The company’s disclosure of improved debt servicing capabilities also comes at a time when investors are waiting for the findings from the country’s markets watchdog. The Securities and Exchange Board of India has looked into some of the allegations made by Hindenburg and has asked the nation’s Supreme Court for an extension to wrap up its probe by the end of August.
This gives a high level of stability and multi-decadal earnings predictability and visibility. The robust profits have resulted in the portfolio gaining a very strong liquidity position. The cash balance at the end of June 2023 was Rs 42,115 crore, 4.2 per cent higher than a quarter ago.
The success of the incubation story continued under Adani Enterprises. Airports, green hydrogen and other businesses under the flagship incubator saw their profits almost double year-on-year. With an EBITDA of Rs 1,718 crore, these businesses contributed 7 per cent to the portfolio EBITDA, which is the net income before taking out interest, tax, depreciation, and amortization expenses.
The robust portfolio performance was primarily driven by the renewable power business under Adani Green, infrastructure businesses under Adani Enterprises, and cement businesses under Adani Cement. Adani Green reported EBITDA of Rs 2,200 crore, a 67 per cent rise year-on-year.
This was on the back of an increase in operational capacity by 43 per cent to 8,316 MW. The adjacent cement business also showed a strong operating performance because of cost optimization and improving synergies. EBITDA per tonne increased to Rs 1,253 from Rs 888 in June 2022 quarter and Rs 1,079 in March 2023 quarter. As a result, EBITDA of the cement business grew 54 per cent YoY to Rs 1,935 crore.
Meanwhile, India’s market regulator has very nearly completed its probe into whether billionaire Gautam Adani’s conglomerate violated securities laws and will take any action required based on its findings, it said in a Supreme Court filing on Friday.
The Securities and Exchange Board of India (SEBI) said it has been investigating 24 transactions involving the group’s listed companies, and has completed its work on 22 of them.
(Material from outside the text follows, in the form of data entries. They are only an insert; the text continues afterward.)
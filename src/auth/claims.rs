// SPDX-License-Identifier: AGPL-3.0-or-later
//
// Copyright (C) 2026 Relational Network

//! JWT claims and authenticated user representation.

use serde::{Deserialize, Serialize};
use utoipa::ToSchema;

use super::roles::Role;
use crate::models::Department;

/// Claims carried by portal access tokens.
#[derive(Debug, Clone, Serialize, Deserialize)]
pub struct PortalClaims {
    /// Subject (user ID)
    pub sub: String,
    /// Login name at issuance
    #[serde(default)]
    pub username: String,
    /// Role at issuance
    pub role: Role,
    /// Department at issuance
    pub department: Department,
    /// Issuer
    #[serde(default)]
    pub iss: String,
    /// Issued at timestamp
    #[serde(default)]
    pub iat: i64,
    /// Expiration timestamp
    #[serde(default)]
    pub exp: i64,
}

/// Authenticated user extracted from a verified token.
///
/// Role and department are refreshed from the user table on every request,
/// so a role change or deactivation takes effect without re-login.
#[derive(Debug, Clone, Serialize, ToSchema)]
pub struct AuthenticatedUser {
    pub user_id: String,
    pub username: String,
    pub role: Role,
    pub department: Department,
    /// Token issuer
    #[serde(skip)]
    pub issuer: String,
    /// Token expiry (unix seconds)
    pub expires_at: i64,
}

impl AuthenticatedUser {
    /// Check if user has a specific role (or higher privilege).
    pub fn has_role(&self, role: Role) -> bool {
        self.role.has_privilege(role)
    }

    pub fn is_admin(&self) -> bool {
        self.role == Role::Admin
    }

    pub fn can_write(&self) -> bool {
        self.role.can_write()
    }
}

#[cfg(test)]
mod tests {
    use super::*;

    fn user(role: Role) -> AuthenticatedUser {
        AuthenticatedUser {
            user_id: "u1".into(),
            username: "officer".into(),
            role,
            department: Department::StatePolice,
            issuer: "test".into(),
            expires_at: 0,
        }
    }

    #[test]
    fn role_helpers() {
        assert!(user(Role::Admin).is_admin());
        assert!(!user(Role::Analyst).is_admin());
        assert!(user(Role::Analyst).can_write());
        assert!(!user(Role::Auditor).can_write());
        assert!(user(Role::Investigator).has_role(Role::Auditor));
    }

    #[test]
    fn claims_deserialize_with_defaults() {
        let claims: PortalClaims = serde_json::from_str(
            r#"{"sub":"u1","role":"analyst","department":"fiu_ind","exp":10}"#,
        )
        .unwrap();
        assert_eq!(claims.role, Role::Analyst);
        assert_eq!(claims.department, Department::FiuInd);
        assert!(claims.username.is_empty());
        assert_eq!(claims.iat, 0);
    }
}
It said it examined 13 Adani group dealings for possible violations of related-party transaction rules. The regulator in Friday’s report also said its investigation on some offshore deals covered 12 foreign portfolio investors who were public shareholders of Adani group companies.
Following the Adani group firms’ share price losses earlier this year, the Supreme Court asked SEBI to look into the Hindenburg allegations and submit its findings to a six-member panel formed in March, which included a retired judge and veteran bankers.